Maha-Ashi Pty Ltd v Innes

Case

[2010] SADC 127

8 October 2010


DISTRICT COURT OF SOUTH AUSTRALIA

(Civil)

MAHA-ASHI PTY LTD v INNES

[2010] SADC 127

Judgment of Her Honour Judge Davey

8 October 2010

CONTRACTS - GENERAL CONTRACTUAL PRINCIPLES - CONSTRUCTION AND INTERPRETATION OF CONTRACTS

Claim for debt arising from alleged oral contract for use of gym facilities - dispute that there was a contract in the terms alleged by the plaintiff and denial of liability to pay for use due to continuation of pre-existing mutual benefit arrangements.

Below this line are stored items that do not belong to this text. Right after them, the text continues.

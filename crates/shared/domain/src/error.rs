use std::borrow::Cow;

#[spore_derive::spore_error]
pub enum DomainError {
    /// A field is outside its documented range or the payload is inconsistent.
    #[error("{message}{}", format_context(.context))]
    Validation { message: Cow<'static, str>, context: Option<Cow<'static, str>> },
}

Plaintiff's claim dismissed.

Pacific Carriers Ltd v BNP Paribas (2004) 218 CLR 451; Toll (FGCT) Pty Ltd v Alphapharm Pty Ltd (2004) 219 CLR 165 at [40], considered.

MAHA-ASHI PTY LTD v INNES
[2010] SADC 127

  1. The plaintiff operated a gym and this is a claim in respect of an alleged agreement for the use of the gym facilities.  The defendant, a physiotherapist whose patients from her adjacent practice used the gym, admits that the facilities were used but says that, in the particular circumstances, the use did not arise out of any agreement with the plaintiff to pay for use of the facilities.  The defendant denies the existence of any contract or indebtedness in the terms alleged by the plaintiff.  The plaintiff also alleges that the common law implies a term of the agreement that the plaintiff receive reasonable remuneration for use of the facilities. 

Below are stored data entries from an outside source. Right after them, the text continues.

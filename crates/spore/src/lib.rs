//! Facade crate for `SporeCheck` features and shared modules.
//! Re-exports domain/kernel/model primitives and aggregates feature initialization.
//! Keep this crate thin: it should compose other crates, not implement business logic.
//!
//! ## Usage
//! - Add `spore` with the `server` feature.
//! - Call `spore::init` to register feature slices around one shared model slot,
//!   then merge `spore::server::router::feature_router` into the application router.

pub use spore_domain as domain;
pub use spore_kernel as kernel;
pub use spore_ml as ml;

#[cfg(feature = "server")]
pub mod server {
    pub mod router {
        pub use spore_kernel::server::router::system_router;
        use spore_kernel::server::ApiState;
        use utoipa_axum::router::OpenApiRouter;

        /// Routes of every enabled feature slice.
        #[must_use]
        pub fn feature_router() -> OpenApiRouter<ApiState> {
            OpenApiRouter::new()
                .merge(crate::features::prediction::router())
                .merge(crate::features::training::router())
        }
    }
}

/// Feature registry for runtime introspection.
pub mod features {
    pub use spore_prediction as prediction;
    pub use spore_training as training;

    /// Build-time enabled features (by Cargo feature).
    pub const ENABLED: &[&str] = &[
        #[cfg(feature = "server")]
        "server",
        #[cfg(feature = "server")]
        "prediction",
        #[cfg(feature = "server")]
        "training",
    ];

    #[must_use]
    pub fn is_enabled(name: &str) -> bool {
        ENABLED.contains(&name)
    }
}

/// Initialize all enabled features for server mode.
///
/// Both slices share `model`: training installs into it, prediction reads from it.
///
/// # Errors
/// Returns an error if any feature initialization fails.
#[cfg(feature = "server")]
pub fn init(
    config: &domain::config::ApiConfig,
    store: ml::ModelArtifactStore,
    model: &kernel::server::ModelSlot,
) -> Result<Vec<domain::registry::InitializedSlice>, Box<dyn std::error::Error + Send + Sync>> {
    let mut slices = Vec::new();

    // Prediction
    slices.push(features::prediction::init(model.clone())?);

    // Training
    let trainer = ml::ModelTrainer::new(config.training.clone());
    slices.push(features::training::init(trainer, store, model.clone())?);

    tracing::debug!(slices = slices.len(), "Feature slices initialized");
    Ok(slices)
}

  2. For the reasons set out herein, I dismiss the plaintiff’s claim.

    Background

  3. The plaintiff company, Maha-Ashi Pty Ltd carried on the business of the Mount Barker Gymnasium during the relevant periods in 2003 and 2004.  Mr Mark Mahanets was the sole director and the effective day to day operator of the company.  The defendant, Ms Annette Innes, is a physiotherapist who conducted a physiotherapy practice in an adjoining premises and whose patients and staff used the Mount Barker Gymnasium facilities from time to time.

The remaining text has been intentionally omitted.